Plasma levels of hs-CRP showed a trend to increase with higher of P, Ca × P and iPTH concentration. Our data indicate a relation between ET-1 and mineral metabolism in HD patients in according with study of Palermo et al. In further analysis, which was conducted after dividing the HD group according to tertiles of iPTH, P and Ca × P, showed a trend toward a progressive increase of ET-1 concentration in the higher tertiles. The results of the present study indicate that elevated serum P is an independent predictor for increased levels of endothelial dysfunction in these patients, suggesting that hyperphosphatemia may promote and/or facilitate the development of endothelial disorder in CKD patients. The mechanisms which high phosphate levels adversely affect cardiovascular function are poorly understood. In Vitro, studies have shown that supraphysiological concentrations of phosphate reduce eNOS expression and no production in HUVECs (37). The simulated hyperphosphatemia induces down-regulation of eNOS expression that could be reversed by co-treatment with PFA, which is a specific inhibitor of phosphate transport across the cell membrane (37).

On the other hand, Previous studies support the role of elevated levels of ET-1 paralleling a decrease in eNOS expression, including acute renal failure (38), hypercholestrolemia and atherosclerosis (39). Therefore, it is possible to speculate that increased P concentration may trigger ET-1 releasing-driven signaling endothelial dysfunction cascades.
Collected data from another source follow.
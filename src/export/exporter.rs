use super::media_store::MediaStore;
use super::record::ExportRecord;
use crate::config::JPEG_QUALITY;
use crate::error::ExportError;
use crate::photo::Photo;
use image::codecs::jpeg::JpegEncoder;
use image::{ExtendedColorType, ImageEncoder, ImageResult};
use log::{error, info};
use std::io::Write;
use std::path::PathBuf;
use std::sync::Arc;

/// A completed export.
#[derive(Debug, Clone, PartialEq, Eq)]
pub struct ExportOutcome {
    pub display_name: String,
    pub location: PathBuf,
}

/// Encodes a photo as JPEG into `writer`.
pub fn encode_jpeg<W: Write>(photo: &Photo, writer: W, quality: u8) -> ImageResult<()> {
    JpegEncoder::new_with_quality(writer, quality).write_image(
        photo.pixels().as_raw(),
        photo.width(),
        photo.height(),
        ExtendedColorType::Rgb8,
    )
}

/// Saves photos into the media store as JPEG entries.
pub struct GalleryExporter {
    store: Arc<dyn MediaStore>,
    quality: u8,
}

impl GalleryExporter {
    pub fn new(store: Arc<dyn MediaStore>) -> Self {
        Self {
            store,
            quality: JPEG_QUALITY,
        }
    }

    /// Saves `photo` under a record named after the current time.
    ///
    /// Blocking; the queue runs it on a worker thread.
    pub fn save(&self, photo: &Photo) -> Result<ExportOutcome, ExportError> {
        self.save_as(photo, ExportRecord::now())
    }

    /// Saves `photo` under an explicit record.
    pub fn save_as(&self, photo: &Photo, record: ExportRecord) -> Result<ExportOutcome, ExportError> {
        let result = self.write_entry(photo, &record);
        match &result {
            Ok(outcome) => info!(
                "Saved {} to {}",
                outcome.display_name,
                outcome.location.display()
            ),
            Err(e) => error!("Failed to save {}: {}", record.display_name, e),
        }
        result
    }

    fn write_entry(&self, photo: &Photo, record: &ExportRecord) -> Result<ExportOutcome, ExportError> {
        let Some(mut entry) = self.store.insert(record)? else {
            return Err(ExportError::NoTarget);
        };

        // The stream borrows the entry and is released before publishing.
        {
            let mut stream = entry.open_output_stream()?;
            encode_jpeg(photo, &mut stream, self.quality)?;
            stream.flush()?;
        }

        let location = entry.publish()?;
        Ok(ExportOutcome {
            display_name: record.display_name.clone(),
            location,
        })
    }
}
Measuring only few markers in ESRD patients in our study is one of our main limitations; however, the obtained results may be the basis for further studies on many other factors, which may be involved in the pathogenesis of this disease.
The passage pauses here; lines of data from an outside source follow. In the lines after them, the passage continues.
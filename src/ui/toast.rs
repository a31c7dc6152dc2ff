//! Transient toast notifications.

use crate::config::TOAST_DURATION;
use crate::export::{Notice, NoticeKind, Notifier};
use slint::{ComponentHandle, Timer, TimerMode};

thread_local! {
    // Restarted by every notice so the latest message gets the full duration.
    static TOAST_TIMER: Timer = Timer::default();
}

/// Shows notices at the bottom of the main window.
///
/// Holds only a weak window handle, so it can travel to worker threads and be
/// used again once back on the event loop.
#[derive(Clone)]
pub struct ToastNotifier {
    ui: slint::Weak<crate::AppWindow>,
}

impl ToastNotifier {
    pub fn new(ui: slint::Weak<crate::AppWindow>) -> Self {
        Self { ui }
    }
}

impl Notifier for ToastNotifier {
    fn notify(&self, notice: Notice) {
        let Some(ui) = self.ui.upgrade() else {
            return;
        };

        let state = ui.global::<crate::GalleryState>();
        state.set_toast_message(notice.message.into());
        state.set_toast_is_error(notice.kind == NoticeKind::Failure);
        state.set_toast_visible(true);

        let ui_handle = self.ui.clone();
        TOAST_TIMER.with(|timer| {
            timer.start(TimerMode::SingleShot, TOAST_DURATION, move || {
                if let Some(ui) = ui_handle.upgrade() {
                    ui.global::<crate::GalleryState>().set_toast_visible(false);
                }
            });
        });
    }
}
//! Runs exports on worker threads with one-shot completion callbacks.
//!
//! Policy:
//! - a photo whose export is still in flight is not queued again,
//! - a ticket cancelled before its worker starts completes with `Cancelled`.

use super::exporter::{ExportOutcome, GalleryExporter};
use crate::error::ExportError;
use crate::photo::Photo;
use log::{debug, warn};
use std::sync::atomic::{AtomicBool, Ordering};
use std::sync::{Arc, Condvar, Mutex, MutexGuard, PoisonError};
use std::time::Duration;

pub type ExportResult = Result<ExportOutcome, ExportError>;

/// Handle to a queued export.
#[derive(Clone)]
pub struct ExportTicket {
    cancelled: Arc<AtomicBool>,
}

impl ExportTicket {
    fn new() -> Self {
        Self {
            cancelled: Arc::new(AtomicBool::new(false)),
        }
    }

    /// Requests cancellation. Has no effect once the worker started writing.
    pub fn cancel(&self) {
        self.cancelled.store(true, Ordering::SeqCst);
    }

    pub fn is_cancelled(&self) -> bool {
        self.cancelled.load(Ordering::SeqCst)
    }
}

struct InFlight {
    photo: Photo,
    ticket: ExportTicket,
}

/// Queue dispatching exports to a rayon pool.
#[derive(Clone)]
pub struct ExportQueue {
    exporter: Arc<GalleryExporter>,
    in_flight: Arc<Mutex<Vec<InFlight>>>,
    /// Notified whenever a job leaves `in_flight`.
    idle: Arc<Condvar>,
    pool: Option<Arc<rayon::ThreadPool>>,
}

impl ExportQueue {
    /// Creates a queue running on the global rayon pool.
    pub fn new(exporter: GalleryExporter) -> Self {
        Self {
            exporter: Arc::new(exporter),
            in_flight: Arc::new(Mutex::new(Vec::new())),
            idle: Arc::new(Condvar::new()),
            pool: None,
        }
    }

    /// Creates a queue running on a dedicated pool.
    pub fn with_pool(exporter: GalleryExporter, pool: Arc<rayon::ThreadPool>) -> Self {
        Self {
            pool: Some(pool),
            ..Self::new(exporter)
        }
    }

    fn lock_in_flight(in_flight: &Mutex<Vec<InFlight>>) -> MutexGuard<'_, Vec<InFlight>> {
        in_flight.lock().unwrap_or_else(PoisonError::into_inner)
    }

    /// Queues an export of `photo`.
    ///
    /// `on_complete` runs exactly once on the worker thread. Returns `None`
    /// when the same photo is already being exported.
    pub fn submit<F>(&self, photo: Photo, on_complete: F) -> Option<ExportTicket>
    where
        F: FnOnce(ExportResult) + Send + 'static,
    {
        let ticket = ExportTicket::new();
        {
            let mut in_flight = Self::lock_in_flight(&self.in_flight);
            if in_flight.iter().any(|job| job.photo.ptr_eq(&photo)) {
                warn!("Export already in progress for this photo");
                return None;
            }
            in_flight.push(InFlight {
                photo: photo.clone(),
                ticket: ticket.clone(),
            });
        }

        let exporter = self.exporter.clone();
        let in_flight = self.in_flight.clone();
        let idle = self.idle.clone();
        let worker_ticket = ticket.clone();
        let job = move || {
            let result = if worker_ticket.is_cancelled() {
                debug!("Skipping cancelled export");
                Err(ExportError::Cancelled)
            } else {
                exporter.save(&photo)
            };

            Self::lock_in_flight(&in_flight).retain(|job| !job.photo.ptr_eq(&photo));
            idle.notify_all();
            on_complete(result);
        };
        match &self.pool {
            Some(pool) => pool.spawn(job),
            None => rayon::spawn(job),
        }

        Some(ticket)
    }

    /// Number of exports queued or running.
    pub fn pending(&self) -> usize {
        Self::lock_in_flight(&self.in_flight).len()
    }

    /// Cancels every export that has not started writing yet.
    pub fn cancel_pending(&self) {
        let in_flight = Self::lock_in_flight(&self.in_flight);
        if !in_flight.is_empty() {
            debug!("Cancelling {} pending export(s)", in_flight.len());
        }
        for job in in_flight.iter() {
            job.ticket.cancel();
        }
    }

    /// Blocks until no export is queued or running, or `timeout` elapses.
    ///
    /// Returns false when exports were still in flight at the deadline.
    pub fn wait_idle(&self, timeout: Duration) -> bool {
        let in_flight = Self::lock_in_flight(&self.in_flight);
        let (in_flight, _) = self
            .idle
            .wait_timeout_while(in_flight, timeout, |jobs| !jobs.is_empty())
            .unwrap_or_else(PoisonError::into_inner);
        in_flight.is_empty()
    }
}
In conclusion, the present study demonstrated that ET-1 have positive correlation with PTH in the ESRD patients undergoing HD. This result seems to be inconsistent with the report that whether ET-1 with well-known harmful actions on CV is also able to inhibit PTH secretion. This is the first study that investigates the potential association between mineral metabolites and ET-1 in the HD patients, showing that serum P is a risk factor for the presence of an endothelial dysfunction accompanied with increased ET-1 level. Our observation on the association between serum P and ET-1 requires further exploration and confirmation by longitudinal prospective studies.